Why Manual Data Curation is Such a Pain
Data curation is an essential part of machine learning, but it can be a time-consuming and costly process. Manual curation can be prone to errors and biases and be a constant grind. This is particularly true for computer vision applications, where large datasets are required for effective training and where data quality can significantly impact the machine learning model's performance.
One of the main pain points in manual data curation is the need to select a subset of high-value data that can effectively train the machine learning model. This complex task requires careful consideration of various factors, such as data sparseness, label noise, class balance, and feature balance. Without an automated curation feature, machine learning teams must rely on manual selection processes that can be time-consuming, error-prone, and difficult to scale. In the next section, we introduce our Auto-Curate feature, which automates the data curation process for teams and provides a more efficient, accurate, and scalable solution for machine learning teams.
Introduction to Automated Curation for Computer Vision
Auto-Curate is a feature of our new Curate product that automates the data curation process for machine learning teams. It is based on the AI technology called "embedding," which allows the AI to understand and compare visual similarities between images. Embedding is a foundational technology that powers many computer vision applications, including image clustering, similarity search, and recommendation systems.
Auto-Curate considers four curation criteria to select a subset of high-value data: sparseness, label noise, class balance, and feature balance. These criteria help to ensure that the selected data is representative of the dataset and can be used to build effective machine learning models.
Sparseness refers to the rarity of data in the embedding space. Auto-Curate selects data located in rare positions on the embedding space or data that is rare in the dataset. For example, if a particular type of image only appears once in the dataset, Auto-Curate may select it as a rare data point.
Label noise refers to data likely to be mislabeled or data points located nearby in the embedding space but with different classes. Auto-Curate selects data likely to be correctly labeled and similar to other data points in the same class.
Class balance helps to address skewed class distribution and can undersample frequent classes and oversample less frequent classes. For example, suppose a dataset has a class distribution where one class appears much more frequently than other classes. In that case, Auto-Curate may select more data from the less frequent classes to balance out the distribution.
Feature balance considers the importance of metadata or attributes of each image and samples data evenly in the embedding space. For example, suppose a certain attribute is very important to the machine learning model. In that case, Auto-Curate may select more data points with that attribute to ensure it is well-represented in the dataset.
With Auto-Curate, users can easily curate a dataset of unlabeled images with even distribution and minimal data redundancy. It can also curate only images that are rare or have a high likelihood of being edge cases, or only images that are representative of the dataset and occur frequently. The Auto-Curate feature helps to reduce the manual work of curation and ensures that machine learning teams can build more effective models with accurate and well-curated datasets.

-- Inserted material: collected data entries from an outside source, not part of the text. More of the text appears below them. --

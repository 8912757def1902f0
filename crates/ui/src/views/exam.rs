mod advisory;
mod attempt;
mod quiz;
mod result;

pub use attempt::AttemptView;
#[cfg(test)]
pub(crate) use advisory::AdvisoryTestHandles;
#[cfg(test)]
pub(crate) use attempt::ExamTestHandles;
use std::sync::Arc;

use exam_core::ExamSession;
use exam_core::model::QuestionId;
use services::{ExamAction, ExamError, ExamLoopService, ExamView};

use crate::views::ViewError;

/// A user intent on the question currently shown.
#[derive(Clone, Debug, PartialEq, Eq)]
pub enum ExamIntent {
    Select(String),
    Check,
    GoTo(usize),
    Previous,
    Next,
    Pause,
    Resume,
    Submit,
}

/// Owns the running session for the exam screen.
pub struct ExamVm {
    session: ExamSession,
    exam_loop: Arc<ExamLoopService>,
}

impl ExamVm {
    #[must_use]
    pub fn new(session: ExamSession, exam_loop: Arc<ExamLoopService>) -> Self {
        Self { session, exam_loop }
    }

    #[must_use]
    pub fn session(&self) -> &ExamSession {
        &self.session
    }

    #[must_use]
    pub fn current_qid(&self) -> QuestionId {
        self.session.current_question().id().clone()
    }

    #[must_use]
    pub fn is_submitted(&self) -> bool {
        self.session.is_submitted()
    }

    /// Frame for the current instant without the time-up check. Only valid while
    /// `is_expired` is false.
    #[must_use]
    pub fn view(&self) -> ExamView {
        ExamView::for_session(&self.session, self.exam_loop.clock().now())
    }

    /// Frame for the current instant, submitting first if the countdown ran out.
    pub fn frame(&mut self) -> ExamView {
        self.exam_loop.render(&mut self.session)
    }

    /// True when the countdown has run out on an exam that is still open.
    #[must_use]
    pub fn is_expired(&self) -> bool {
        !self.session.is_submitted()
            && self.session.remaining_seconds(self.exam_loop.clock().now()) == 0
    }

    /// Returns true when the countdown ran out and the exam was submitted.
    pub fn tick(&mut self) -> bool {
        self.exam_loop.tick(&mut self.session)
    }

    /// # Errors
    ///
    /// Returns `ViewError::Rejected` when the session refuses the action.
    pub fn dispatch(&mut self, intent: ExamIntent) -> Result<(), ViewError> {
        let index = self.session.current_index();
        let action = match intent {
            ExamIntent::Select(key) => ExamAction::Select { index, key },
            ExamIntent::Check => ExamAction::Check { index },
            ExamIntent::GoTo(index) => ExamAction::GoTo { index },
            ExamIntent::Previous => ExamAction::Previous,
            ExamIntent::Next => ExamAction::Next,
            ExamIntent::Pause => ExamAction::Pause,
            ExamIntent::Resume => ExamAction::Resume,
            ExamIntent::Submit => ExamAction::Submit,
        };
        self.exam_loop
            .apply(&mut self.session, action)
            .map_err(|err| ViewError::from(&err))
    }
}

/// # Errors
///
/// Returns `ViewError::BankLoad` or `ViewError::BankTooSmall` when the exam
/// cannot be assembled, `ViewError::Unknown` otherwise.
pub async fn start_exam(exam_loop: Arc<ExamLoopService>) -> Result<ExamVm, ViewError> {
    let session = exam_loop
        .start_exam()
        .await
        .map_err(|err| ViewError::from(&err))?;
    Ok(ExamVm::new(session, exam_loop))
}

impl From<&ExamError> for ViewError {
    fn from(err: &ExamError) -> Self {
        match err {
            ExamError::BankLoad(_) => Self::BankLoad,
            ExamError::BankTooSmall { .. } => Self::BankTooSmall,
            ExamError::Session(_) => Self::Rejected,
            _ => Self::Unknown,
        }
    }
}
use async_trait::async_trait;
use exam_core::model::Question;
use sqlx::Row;

use super::SqliteRepository;
use super::mapping::{assemble_records, conn, position_to_i64, ser};
use crate::repository::{QuestionBankLoader, StorageError, records_into_bank};

impl SqliteRepository {
    /// Insert or replace questions, keeping the slice order as bank order.
    ///
    /// Runs in one transaction, so a failure leaves the bank unchanged.
    ///
    /// # Errors
    ///
    /// Returns `StorageError::Connection` if any statement fails.
    pub async fn upsert_questions(&self, questions: &[Question]) -> Result<(), StorageError> {
        let mut tx = self.pool.begin().await.map_err(conn)?;

        let next_position: i64 =
            sqlx::query("SELECT COALESCE(MAX(position) + 1, 0) AS next FROM questions")
                .fetch_one(&mut *tx)
                .await
                .map_err(conn)?
                .try_get("next")
                .map_err(ser)?;

        for (offset, question) in questions.iter().enumerate() {
            let qid = question.id().as_str();
            let position = next_position + position_to_i64(offset)?;

            sqlx::query("DELETE FROM question_answers WHERE qid = ?1")
                .bind(qid)
                .execute(&mut *tx)
                .await
                .map_err(conn)?;
            sqlx::query("DELETE FROM question_options WHERE qid = ?1")
                .bind(qid)
                .execute(&mut *tx)
                .await
                .map_err(conn)?;

            sqlx::query(
                r"
                INSERT INTO questions (qid, position, question_text)
                VALUES (?1, ?2, ?3)
                ON CONFLICT(qid) DO UPDATE SET
                    question_text = excluded.question_text
                ",
            )
            .bind(qid)
            .bind(position)
            .bind(question.prompt())
            .execute(&mut *tx)
            .await
            .map_err(conn)?;

            for (option_position, option) in question.options().iter().enumerate() {
                sqlx::query(
                    r"
                    INSERT INTO question_options (qid, position, option_key, option_text)
                    VALUES (?1, ?2, ?3, ?4)
                    ",
                )
                .bind(qid)
                .bind(position_to_i64(option_position)?)
                .bind(option.key().as_str())
                .bind(option.text())
                .execute(&mut *tx)
                .await
                .map_err(conn)?;
            }

            for key in question.correct().keys() {
                sqlx::query("INSERT INTO question_answers (qid, option_key) VALUES (?1, ?2)")
                    .bind(qid)
                    .bind(key.as_str())
                    .execute(&mut *tx)
                    .await
                    .map_err(conn)?;
            }
        }

        tx.commit().await.map_err(conn)?;
        Ok(())
    }

    /// Number of questions stored in the bank.
    ///
    /// # Errors
    ///
    /// Returns `StorageError::Connection` if the query fails.
    pub async fn question_count(&self) -> Result<u64, StorageError> {
        let count: i64 = sqlx::query("SELECT COUNT(*) AS total FROM questions")
            .fetch_one(&self.pool)
            .await
            .map_err(conn)?
            .try_get("total")
            .map_err(ser)?;
        u64::try_from(count).map_err(ser)
    }
}

#[async_trait]
impl QuestionBankLoader for SqliteRepository {
    async fn load(&self) -> Result<Vec<Question>, StorageError> {
        let question_rows =
            sqlx::query("SELECT qid, question_text FROM questions ORDER BY position, qid")
                .fetch_all(&self.pool)
                .await
                .map_err(conn)?;
        let option_rows = sqlx::query(
            "SELECT qid, option_key, option_text FROM question_options ORDER BY qid, position",
        )
        .fetch_all(&self.pool)
        .await
        .map_err(conn)?;
        let answer_rows =
            sqlx::query("SELECT qid, option_key FROM question_answers ORDER BY qid, option_key")
                .fetch_all(&self.pool)
                .await
                .map_err(conn)?;

        let records = assemble_records(&question_rows, &option_rows, &answer_rows)?;
        let questions = records_into_bank(records)?;
        tracing::debug!(count = questions.len(), "loaded bank from sqlite");
        Ok(questions)
    }

    fn describe(&self) -> String {
        "sqlite bank".to_string()
    }
}
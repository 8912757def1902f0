use std::collections::HashMap;

use sqlx::Row;
use sqlx::sqlite::SqliteRow;

use crate::repository::{CorrectAnswerRecord, QuestionRecord, StorageError};

pub(crate) fn ser<E: core::fmt::Display>(e: E) -> StorageError {
    StorageError::Serialization(e.to_string())
}

pub(crate) fn conn<E: core::fmt::Display>(e: E) -> StorageError {
    StorageError::Connection(e.to_string())
}

pub(crate) fn position_to_i64(position: usize) -> Result<i64, StorageError> {
    i64::try_from(position).map_err(|_| StorageError::Serialization("position overflow".into()))
}

/// Join question, option and answer rows into bank records.
///
/// Question rows are expected in bank order; option rows in display order.
pub(crate) fn assemble_records(
    question_rows: &[SqliteRow],
    option_rows: &[SqliteRow],
    answer_rows: &[SqliteRow],
) -> Result<Vec<QuestionRecord>, StorageError> {
    let mut options: HashMap<String, Vec<(String, String)>> = HashMap::new();
    for row in option_rows {
        let qid: String = row.try_get("qid").map_err(ser)?;
        let key: String = row.try_get("option_key").map_err(ser)?;
        let text: String = row.try_get("option_text").map_err(ser)?;
        options.entry(qid).or_default().push((key, text));
    }

    let mut answers: HashMap<String, Vec<String>> = HashMap::new();
    for row in answer_rows {
        let qid: String = row.try_get("qid").map_err(ser)?;
        let key: String = row.try_get("option_key").map_err(ser)?;
        answers.entry(qid).or_default().push(key);
    }

    question_rows
        .iter()
        .map(|row| {
            let qid: String = row.try_get("qid").map_err(ser)?;
            let question_text: String = row.try_get("question_text").map_err(ser)?;
            let mut keys = answers.remove(&qid).unwrap_or_default();
            let correct_answer = if keys.len() == 1 {
                CorrectAnswerRecord::One(keys.remove(0))
            } else {
                CorrectAnswerRecord::Many(keys)
            };
            Ok(QuestionRecord {
                options: options.remove(&qid).unwrap_or_default(),
                qid,
                question_text,
                correct_answer,
            })
        })
        .collect()
}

Example Results: Applying Auto-Curate to the MNIST Dataset
Introduction to the MNIST Dataset
The MNIST dataset is a classic example of a computer vision dataset used for training and testing machine learning models. It contains 70,000 images of handwritten digits from 0 to 9, each image being 28 by 28 pixels in size. Despite its small size and simple classification task, the MNIST dataset is still widely used in the industry to benchmark machine learning models.
Analyzing the Dataset Distribution Using Embeddings
One of the first steps in using Auto-Curate is to analyze the distribution of the dataset using embeddings. Embeddings are a powerful tool that allows us to understand the visual similarities between images. They encode an image as a vector in a high-dimensional space, where similar images are located near each other, and dissimilar images are located far apart.
To analyze the distribution of the MNIST dataset, we use the BEiT embedding model. We concatenate the embedding vectors for each image in the dataset and project them into a 2D space using t-SNE. This allows us to visualize the distribution of the dataset in a scatter plot, where each point represents an image, and the color indicates the digit label.
Embedding Visualization of MNIST dataset. Each point represents an image, and the color of the point represents which of the ten-digit classes each image belongs to.Embedding Visualization of MNIST dataset. Each point represents an image, and the color of the point represents which of the ten-digit classes each image belongs to.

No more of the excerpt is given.